Railway station in Maratea, Italy

Maratea is a railway station located on the Salerno–Reggio Calabria line. It serves the town of Maratea.

==History==
===Old station===
The Maratea station was built by the Mediterranean Railway Company at the same time as the construction of the Tyrrhenian railway. It was opened to public service on July 30, 1894 together with the 62.7 km railway section between the Pisciotta-Palinuro and Praja-Ajeta-Tortora stations. Together with the contiguous stations of Acquafredda and Marina di Maratea (the latter built in 1916) constituted the railway access of the southern part of the province of Potenza to the national network. Starting in 1905, following the statization of the Italian railways, it became part of the infrastructure heritage of the State Railways.

===New station===
The station was completely rebuilt following the doubling of the Tyrrhenica in the second half of the fifties of the twentieth century.
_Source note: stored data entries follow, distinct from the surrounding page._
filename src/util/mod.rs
//! Utility helpers shared across client UI modules.
//!
//! SYSTEM CONTEXT
//! ==============
//! Utility modules isolate browser/environment concerns from page and component
//! logic to improve reuse and testability.

pub mod auth;
pub mod storage;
Following these works, part of it came to be found inside a large gallery due to lack of space, given the roughness of the surrounding mountainous terrain.

From June 10, 2018 to the following September it was included in the high-speed railway network with two weekly Frecciargento runs. From June 16, 2020, the Frecciargento races have become daily and extended even beyond the summer season. From June 24 of the same year, these have also been accompanied by a daily race of Frecciarossa.

Since June 13, 2021 the station is also served by Italo.